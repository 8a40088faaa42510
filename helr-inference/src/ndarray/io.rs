//! File loaders: raw native-endian dumps and the big-endian IDX format.
//!
//! IDX layout: `u16` magic (zero), `u8` element type, `u8` dimension count,
//! one big-endian `u32` per dimension, then the row-major payload.

use std::fs::File;
use std::io::Read;
use std::path::Path;

use bytemuck::Pod;
use log::debug;

use super::{element_count, NdArray};
use crate::error::{InferenceError, Result};

/// Required value of the two leading header bytes.
pub const IDX_MAGIC: u16 = 0x0000;

/// Element-type code for unsigned bytes, the only one supported.
pub const IDX_UBYTE: u8 = 0x08;

const IDX_PREAMBLE: usize = 4;

/// Read exactly `len` bytes, reporting how many were available on shortfall.
fn read_exact_counted<R: Read>(reader: R, len: usize) -> Result<Vec<u8>> {
    let mut buf = Vec::with_capacity(len);
    reader.take(len as u64).read_to_end(&mut buf)?;
    if buf.len() < len {
        return Err(InferenceError::TruncatedRead {
            expected: len,
            actual: buf.len(),
        });
    }
    Ok(buf)
}

impl<T: Pod> NdArray<T> {
    /// Load `product(shape)` elements of `T` from a headerless file.
    /// Trailing bytes beyond the requested shape are ignored.
    pub fn load_raw(path: impl AsRef<Path>, shape: &[usize]) -> Result<Self> {
        let path = path.as_ref();
        let len = element_count(shape)
            .and_then(|count| count.checked_mul(std::mem::size_of::<T>()))
            .ok_or_else(|| {
                InferenceError::InvalidConfig(format!("shape {:?} is too large to load", shape))
            })?;
        let bytes = read_exact_counted(File::open(path)?, len)?;
        debug!("loaded {} raw bytes from {}", len, path.display());
        Self::from_bytes(shape, &bytes)
    }

    /// Write the backing buffer as a headerless native-endian dump.
    pub fn save_raw(&self, path: impl AsRef<Path>) -> Result<()> {
        std::fs::write(path, self.as_bytes())?;
        Ok(())
    }
}

impl NdArray<u8> {
    /// Parse an in-memory IDX file.
    pub fn parse_idx(bytes: &[u8]) -> Result<Self> {
        if bytes.len() < IDX_PREAMBLE {
            return Err(InferenceError::TruncatedRead {
                expected: IDX_PREAMBLE,
                actual: bytes.len(),
            });
        }
        let magic = u16::from_be_bytes([bytes[0], bytes[1]]);
        if magic != IDX_MAGIC {
            return Err(InferenceError::BadMagic(magic));
        }
        if bytes[2] != IDX_UBYTE {
            return Err(InferenceError::UnsupportedElementType(bytes[2]));
        }
        let dims = bytes[3] as usize;
        let header = IDX_PREAMBLE + 4 * dims;
        if bytes.len() < header {
            return Err(InferenceError::TruncatedRead {
                expected: header,
                actual: bytes.len(),
            });
        }
        let shape: Vec<usize> = bytes[IDX_PREAMBLE..header]
            .chunks_exact(4)
            .map(|c| u32::from_be_bytes([c[0], c[1], c[2], c[3]]) as usize)
            .collect();
        let count = element_count(&shape).unwrap_or(usize::MAX);
        let payload = &bytes[header..];
        if payload.len() < count {
            return Err(InferenceError::TruncatedRead {
                expected: header.saturating_add(count),
                actual: bytes.len(),
            });
        }
        Self::from_vec(&shape, payload[..count].to_vec())
    }

    /// Load an IDX file from disk.
    pub fn load_idx(path: impl AsRef<Path>) -> Result<Self> {
        let path = path.as_ref();
        let bytes = std::fs::read(path)?;
        let array = Self::parse_idx(&bytes)?;
        debug!("loaded IDX array {:?} from {}", array.shape(), path.display());
        Ok(array)
    }

    /// Serialise into the IDX format.
    pub fn to_idx_bytes(&self) -> Result<Vec<u8>> {
        let dims = u8::try_from(self.shape().len()).map_err(|_| {
            InferenceError::InvalidConfig(format!(
                "IDX supports at most 255 dimensions, array has {}",
                self.shape().len()
            ))
        })?;
        let mut out = Vec::with_capacity(IDX_PREAMBLE + 4 * dims as usize + self.len());
        out.extend_from_slice(&IDX_MAGIC.to_be_bytes());
        out.push(IDX_UBYTE);
        out.push(dims);
        for &dim in self.shape() {
            let dim = u32::try_from(dim).map_err(|_| {
                InferenceError::InvalidConfig(format!("dimension {} does not fit in u32", dim))
            })?;
            out.extend_from_slice(&dim.to_be_bytes());
        }
        out.extend_from_slice(self.as_slice());
        Ok(out)
    }

    pub fn save_idx(&self, path: impl AsRef<Path>) -> Result<()> {
        std::fs::write(path, self.to_idx_bytes()?)?;
        Ok(())
    }
}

● What to work on: Work through the records line by line and tally those holding "AsRef". Reply with the number alone.

● Exercise response: 4